| Afrikaans-tuned Whisper model by DigiPhyte (Pty) Ltd |
| ==================================================== |
|
|
| This model is a fine-tune / derivative work, distributed under the MIT License |
| (see LICENSE). The upstream works below are gratefully acknowledged and their |
| licences are preserved as required. |
|
|
| 1. Base model: OpenAI Whisper |
| ----------------------------- |
| openai/whisper-large-v3 (and large-v3-turbo / medium / small variants) |
| Copyright OpenAI. Licensed under the Apache License, Version 2.0. |
| https://huggingface.co/openai/whisper-large-v3 |
| A copy of the Apache 2.0 licence is included as LICENSE-whisper-apache-2.0.txt. |
| Modifications by DigiPhyte: fine-tuned with a LoRA adapter for South African |
| Afrikaans, then merged into the base weights and converted to the CTranslate2 |
| format for use with faster-whisper. |
|
|
| 2. Training data: afrikaans-30s |
| ------------------------------- |
| andreoosthuizen/afrikaans-30s (approx. 56 hours of Afrikaans speech). |
| Licensed under Creative Commons Attribution 4.0 International (CC BY 4.0). |
| https://huggingface.co/datasets/andreoosthuizen/afrikaans-30s |
|
|
| 3. LoRA adapter (large-v3 model only) |
| ------------------------------------- |
| andreoosthuizen/whisper-large-v3-afrikaans |
| Copyright (c) Andre Oosthuizen.
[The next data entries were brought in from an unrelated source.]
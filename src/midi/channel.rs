use crate::midi::cursor::ByteCursor;
use crate::midi::error::MidiResult;
use crate::midi::event::EventKind;

/// The last channel-voice status byte seen in the current track.
#[derive(Debug, Default, Clone, Copy, PartialEq, Eq)]
pub struct RunningStatus(Option<u8>);

impl RunningStatus {
    pub fn get(&self) -> Option<u8> {
        self.0
    }

    pub fn set(&mut self, status: u8) {
        self.0 = Some(status);
    }

    pub fn clear(&mut self) {
        self.0 = None;
    }
}

/// Decode a channel-voice event whose first byte has already been read.
///
/// `first` is either a status byte (high bit set) or, under running status,
/// the event's first data byte. Returns the event (if one could be decoded)
/// and the number of bytes read from the cursor, not counting `first`.
pub fn decode_channel_event(
    cursor: &mut ByteCursor<'_>,
    first: u8,
    running_status: &mut RunningStatus,
) -> MidiResult<(Option<EventKind>, usize)> {
    let mut consumed = 0;
    let (status, data1) = if first & 0x80 == 0 {
        match running_status.get() {
            Some(status) => (status, first),
            None => {
                log::warn!(
                    "Data byte {first:#04X} at offset {} without running status, dropped",
                    cursor.position().saturating_sub(1)
                );
                return Ok((None, 0));
            }
        }
    } else {
        consumed += 1;
        (first, cursor.read_u8()?)
    };

    let channel = status & 0x0F;
    let kind = match status >> 4 {
        0x8 => {
            consumed += 1;
            EventKind::NoteOff {
                channel,
                note: data1,
                velocity: cursor.read_u8()?,
            }
        }
        0x9 => {
            consumed += 1;
            EventKind::NoteOn {
                channel,
                note: data1,
                velocity: cursor.read_u8()?,
            }
        }
        0xA => {
            consumed += 1;
            EventKind::PolyAftertouch {
                channel,
                note: data1,
                pressure: cursor.read_u8()?,
            }
        }
        0xB => {
            consumed += 1;
            EventKind::ControlChange {
                channel,
                controller: data1,
                value: cursor.read_u8()?,
            }
        }
        0xC => EventKind::ProgramChange {
            channel,
            program: data1,
        },
        0xD => EventKind::Aftertouch {
            channel,
            pressure: data1,
        },
        0xE => {
            consumed += 1;
            let data2 = cursor.read_u8()?;
            EventKind::PitchWheel {
                channel,
                value: (u16::from(data2) << 7) | u16::from(data1),
            }
        }
        // The track parser only hands over 0x00..=0xEF, and running status
        // only ever holds a byte that already decoded.
        _ => {
            log::warn!("Unexpected channel status {status:#04X}, event dropped");
            return Ok((None, consumed));
        }
    };

    running_status.set(status);
    Ok((Some(kind), consumed))
}
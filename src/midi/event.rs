use serde::Serialize;

/// The payload of a decoded track event.
#[derive(Debug, Clone, Copy, PartialEq, Eq, Serialize)]
#[serde(tag = "type")]
pub enum EventKind {
    #[serde(rename = "noteOff")]
    NoteOff { channel: u8, note: u8, velocity: u8 },
    #[serde(rename = "noteOn")]
    NoteOn { channel: u8, note: u8, velocity: u8 },
    #[serde(rename = "polyAftertouch")]
    PolyAftertouch { channel: u8, note: u8, pressure: u8 },
    #[serde(rename = "CC")]
    ControlChange {
        channel: u8,
        #[serde(rename = "CC")]
        controller: u8,
        value: u8,
    },
    #[serde(rename = "programChange")]
    ProgramChange { channel: u8, program: u8 },
    #[serde(rename = "aftertouch")]
    Aftertouch { channel: u8, pressure: u8 },
    /// 14-bit value, 8192 is center.
    #[serde(rename = "pitchwheel")]
    PitchWheel { channel: u8, value: u16 },
    #[serde(rename = "trackEnd")]
    TrackEnd,
}

impl EventKind {
    /// Note-on with a non-zero velocity.
    pub fn is_sounding_note(&self) -> bool {
        matches!(self, EventKind::NoteOn { velocity, .. } if *velocity > 0)
    }
}

#[derive(Debug, Clone, PartialEq, Serialize)]
pub struct TrackEvent {
    /// Absolute tick from the start of the track.
    pub time: u64,
    /// Filled in by the time annotator; zero until then.
    #[serde(rename = "timeMS")]
    pub time_ms: f64,
    #[serde(flatten)]
    pub kind: EventKind,
}

impl TrackEvent {
    pub fn new(time: u64, kind: EventKind) -> Self {
        TrackEvent {
            time,
            time_ms: 0.0,
            kind,
        }
    }
}

#[derive(Debug, Clone, PartialEq)]
pub struct Track {
    pub name: String,
    pub events: Vec<TrackEvent>,
}
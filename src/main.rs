mod midi;

use std::fs::File;
use std::io::{BufWriter, Write};
use std::path::PathBuf;
use std::time::Instant;

use anyhow::{Context, Result};
use clap::Parser;
use thousands::Separable;

use crate::midi::loader::load_midi_file;
use crate::midi::tempo::Tempo;
use crate::midi::utils::{format_duration_ms, parse_bpm};
use crate::midi::decode_midi;

/// Decode a Standard MIDI File into timed JSON events
#[derive(Parser)]
#[command(author, version, about, long_about = None)]
struct Cli {
    /// Path to input MIDI file
    input: PathBuf,

    /// Path to output JSON file
    output: PathBuf,

    /// Tempo in BPM, replaces every tempo event in the file
    #[arg(long, value_parser = parse_bpm)]
    bpm: Option<f64>,

    /// Pretty-print the JSON output
    #[arg(long)]
    pretty: bool,
}

fn main() -> Result<()> {
    env_logger::Builder::from_env(env_logger::Env::default().default_filter_or("warn")).init();
    let cli = Cli::parse();

    let bytes = load_midi_file(&cli.input)
        .with_context(|| format!("Failed to read {}", cli.input.display()))?;

    let start = Instant::now();
    let decoded = decode_midi(&bytes, cli.bpm.map(Tempo::from_bpm))
        .with_context(|| format!("Failed to decode {}", cli.input.display()))?;
    let parse_time = start.elapsed();

    let file = File::create(&cli.output)
        .with_context(|| format!("Failed to create {}", cli.output.display()))?;
    let mut writer = BufWriter::new(file);
    if cli.pretty {
        serde_json::to_writer_pretty(&mut writer, &decoded)?;
    } else {
        serde_json::to_writer(&mut writer, &decoded)?;
    }
    writer
        .flush()
        .with_context(|| format!("Failed to write {}", cli.output.display()))?;

    let summary = decoded.summary();
    println!(
        "Decoded MIDI Summary:\n\
     - Format: {} ({} ticks per quarter note)\n\
     - Tracks: {}\n\
     - Events: {}\n\
     - Note Count: {}\n\
     - Total Ticks: {}\n\
     - Tempo: {:.2} BPM ({:.4} ms per tick)\n\
     - Total Duration: {}\n\
     - Parse Time: {:.2?}",
        decoded.header.format,
        decoded.header.division,
        decoded.tracks.len(),
        summary.events.separate_with_commas(),
        summary.note_count.separate_with_commas(),
        summary.total_ticks.separate_with_commas(),
        decoded.tempo.bpm(),
        decoded.ms_per_tick,
        format_duration_ms(summary.total_ms),
        parse_time
    );

    Ok(())
}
Licensed under the MIT License. |
| https://huggingface.co/andreoosthuizen/whisper-large-v3-afrikaans |
| This attribution applies to the large-v3 Afrikaans model, which reuses this |
| adapter. The medium, large-v3-turbo, and small Afrikaans models were fine-tuned |
| by DigiPhyte directly on the afrikaans-30s dataset (item 2) and do not include |
| this adapter. |
|
|